In the second part of the year, the stock market and weak investor sentiment will soon face their first major test. In the coming month, a slew of earnings reports will reveal how corporations have dealt with increasing inflation, shifting consumer spending, and an unpredictable supply environment. The recommendations and comments of management teams regarding the forecast for the remainder of 2022 may be even more influential. JPMorgan Chase (NYSE:JPM), Delta Air Lines (NYSE:DAL), PepsiCo (NASDAQ:PEP), UnitedHealth Group (NYSE:UNH), and Morgan Stanley (NYSE:MS) will kick off the second-quarter earnings season next week before the pace heats up significantly in the following month.

According to I/B/E/S statistics from Refinitiv, the consensus expectation of Wall Street analysts is for S&P 500 revenues to be 10.4% higher than in the same period last year, with earnings growth of 5.6%. Excluding the energy industry, which is thriving due to skyrocketing oil and gas prices, earnings are anticipated to decrease 2.4% and sales to climb 6.7%. Second-quarter sales and earnings per share on the S&P 500 are anticipated to set records. However, growth on both fronts is anticipated to decelerate, as are profit margins. This trend will be most apparent during earnings calls. As CEOs and CFOs factor the potential risks and uncertainties in the second half of the year into their predictions, updates to full-year guidance may trend negatively.

Richard Bernstein, chief executive officer of Richard Bernstein Advisors, predicts that management teams would adopt a more prudent stance. Furthermore, he said “We’re on the slow side of the profit cycle—we’re not talking about a profits recession, that’s probably the end of this year or into next year. But we’re clearly past the peak in profit growth.” Concerns of a downturn in consumer spending or a recession may be just that for the time being. The second quarter was not without difficulties, however. Howard Silverblatt, the senior equity analyst at S&P Dow Jones Indices, predicts that inflation and the capacity to pass through expenses will be a major topic on second-quarter earnings calls. Additionally, you will hear much about currency rates.

This year, the U.S. Dollar Index, which measures the dollar against a basket of other currencies, has increased by 9.5%. When the dollar strengthens, foreign-currency sales of multinational corporations are worth less when translated to dollars. Expect corporations to make several adjustments to earnings and growth rates in response to this foreign exchange headwind. For instance, Apple (NASDAQ:AAPL) stated in April that it anticipated the strong dollar would detract three percentage points from its second-quarter year-over-year revenue growth. Jonathan Golub, the chief U.S. equities strategist at Credit Suisse, does not anticipate this earnings season to be particularly challenging for the market. He argues that corporations have been less likely than usual to preannounce bad outcomes before this reporting period.

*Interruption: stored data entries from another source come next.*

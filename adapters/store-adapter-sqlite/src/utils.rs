//! Utility functions for database operations

use sqlx::Row;
use sqlx::sqlite::SqliteRow;

use ratewarden_types::prelude::*;

/// Log database errors
pub(crate) fn inspect(err: &sqlx::Error) {
	warn!("DB: {:#?}", err);
}

/// Read a non-negative integer column as `u32`
pub(crate) fn get_u32(row: &SqliteRow, column: &str) -> Result<u32, sqlx::Error> {
	let value: i64 = row.try_get(column)?;
	u32::try_from(value).map_err(|err| sqlx::Error::ColumnDecode {
		index: column.to_string(),
		source: Box::new(err),
	})
}

// vim: ts=4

Golub is more concerned about the impact of Big Tech firms on the profits growth rate of the S&P 500 as a whole. In the first quarter, the combined revenues of Apple (NASDAQ:AAPL), Alphabet (NASDAQ:GOOGL), Amazon.com (NASDAQ:AMZN), Meta Platforms (NASDAQ:META), and Microsoft (NASDAQ:MSFT) decreased by 1.5%. This issue is expected to persist in the second quarter; although each company is unique, the main themes include decreasing digital advertising sales, major shifts in spending from online to offline, and difficult comparisons to the previous year’s period of accelerated growth. Golub identifies banks as a potential trouble area for the current earnings season. This will depend more on the confidence of management than on fundamentals, with some banks expected to increase loan-loss reserves established in the first quarter. This is an accounting adjustment to earnings that represents what the management anticipates will occur in the future. However, it will be reflected in the banks’ second-quarter figures.

Analysts will incorporate the results of the current earnings season into their projections for the third and fourth quarters. Currently, earnings growth is expected to reaccelerate into the low double digits for both periods, according to consensus predictions. A turbulent second quarter or pessimistic management projections could hurt these projections. And that is the last thing a market that is down 21% year to date needs.